Personal information
- Born: 2 November 1982 (age 43) Skopje, Yugoslavia
- Nationality: Macedonian
- Height: 1.90 m (6 ft 3 in)
- Playing position: Goalkeeper

Youth career
- Years: Team
- 1995–1997: HC Rabotnichki
- 1997–1999: RK Jug

Senior clubs
- Years: Team
- 1999–2000: RK Makedonija
- 2000–2001: → RK Jug
- 2001–2003: RK Vardar
- 2003–2006: RK Metalurg Skopje
- 2006–2007: SD Teucro
- 2007: Algeciras BM
- 2007–2010: RK Metalurg Skopje
- 2010–2012: RK Vardar
- 2012–2014: VfL Gummersbach
- 2014: Al Ahly
- 2014–2015: US Créteil Handball
- 2015–2016: Rhein-Neckar Löwen
- 2016–2018: FC Barcelona
- 2018–2020: S.L. Benfica
- 2020–2023: RK Vardar 1961

National team
- Years: Team / Apps / (Gls)
- –: Macedonia / 155 / (5)

= Borko Ristovski =

Macedonian handball player

Borko Ristovski (Борко Ристовски; born 2 November 1982) is a retired Macedonian handball player and current Minister of Sport of North Macedonia.

==Career==

Ristovski started his handball career in 1995 as a member of club Rabotnički.

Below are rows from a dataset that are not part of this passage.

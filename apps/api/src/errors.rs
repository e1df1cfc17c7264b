use axum::{
    http::StatusCode,
    response::{IntoResponse, Response},
    Json,
};
use serde_json::json;
use thiserror::Error;

use crate::engine::{EngineError, NodeError};
use crate::sessions::SessionError;

/// Application-level error type.
/// Implements `IntoResponse` so Axum handlers can return `Result<T, AppError>`.
#[derive(Debug, Error)]
pub enum AppError {
    #[error("Not found: {0}")]
    NotFound(String),

    #[error("Validation error: {0}")]
    Validation(String),

    #[error("Conflict: {0}")]
    Conflict(String),

    /// `thread_id` is set when the failed thread exists and can be resumed.
    #[error("Workflow step failed: {source}")]
    Workflow {
        #[source]
        source: EngineError,
        thread_id: Option<String>,
    },

    #[error("Internal server error: {0}")]
    Internal(#[from] anyhow::Error),
}

impl From<SessionError> for AppError {
    fn from(err: SessionError) -> Self {
        match err {
            SessionError::Invalid(msg) => AppError::Validation(msg),
            SessionError::ReplyNotSupported(kind) => {
                AppError::Validation(format!("the {kind} workflow does not take replies"))
            }
            SessionError::UnknownWorkflow { .. } => AppError::Internal(err.into()),
            SessionError::StartFailed { thread_id, source } => AppError::Workflow {
                source,
                thread_id: Some(thread_id),
            },
            SessionError::Engine(engine) => match engine {
                EngineError::ThreadNotFound(id) => AppError::NotFound(format!("thread '{id}'")),
                EngineError::ThreadCompleted(id) => {
                    AppError::Conflict(format!("thread '{id}' has already finished"))
                }
                EngineError::WorkflowMismatch { .. } | EngineError::UnknownNode(_) => {
                    AppError::Validation(engine.to_string())
                }
                other => AppError::Workflow {
                    source: other,
                    thread_id: None,
                },
            },
        }
    }
}

impl IntoResponse for AppError {
    fn into_response(self) -> Response {
        let mut thread = None;
        let (status, code, message) = match &self {
            AppError::NotFound(msg) => (StatusCode::NOT_FOUND, "NOT_FOUND", msg.clone()),
            AppError::Validation(msg) => (StatusCode::BAD_REQUEST, "VALIDATION_ERROR", msg.clone()),
            AppError::Conflict(msg) => (StatusCode::CONFLICT, "CONFLICT", msg.clone()),
            AppError::Workflow {
                source: e,
                thread_id,
            } => {
                thread = thread_id.clone();
                tracing::error!("Workflow error: {e}");
                let status = match e {
                    EngineError::NodeExecution {
                        cause: NodeError::Timeout(_),
                        ..
                    } => StatusCode::GATEWAY_TIMEOUT,
                    EngineError::NodeExecution {
                        cause: NodeError::Llm(_),
                        ..
                    } => StatusCode::BAD_GATEWAY,
                    _ => StatusCode::INTERNAL_SERVER_ERROR,
                };
                (
                    status,
                    "WORKFLOW_ERROR",
                    "The assistant could not complete this step. Progress so far is saved; retry to continue."
                        .to_string(),
                )
            }
            AppError::Internal(e) => {
                tracing::error!("Internal error: {e:?}");
                (
                    StatusCode::INTERNAL_SERVER_ERROR,
                    "INTERNAL_ERROR",
                    "An internal server error occurred".to_string(),
                )
            }
        };

        let mut error = json!({
            "code": code,
            "message": message
        });
        if let Some(thread_id) = thread {
            error["thread_id"] = json!(thread_id);
        }

        (status, Json(json!({ "error": error }))).into_response()
    }
}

Two years later, he signed for RK Jug, where he stayed for two years, until 1999. He spent the season 1999–2000 at Makedonija (now known as RK Metalurg Skopje). In 2001 he won the Macedonian handball championship with Vardar Vatrostalna and the Macedonian Cup.

His first experience in a European Championship was in Greece in 2000 in the juniors championship. Between 2001 and 2003, Ristovski played for Vardar Vatrostalna, and in 2002 he won the second championship of his career. In 2002 he participated in the juniors European Championship in Poland. That year he was proclaimed the best young sportsman in Macedonia. In 2003, after two years with Vardar, he signed a two-year contract with that year's champion, RK Metalurg Skopje.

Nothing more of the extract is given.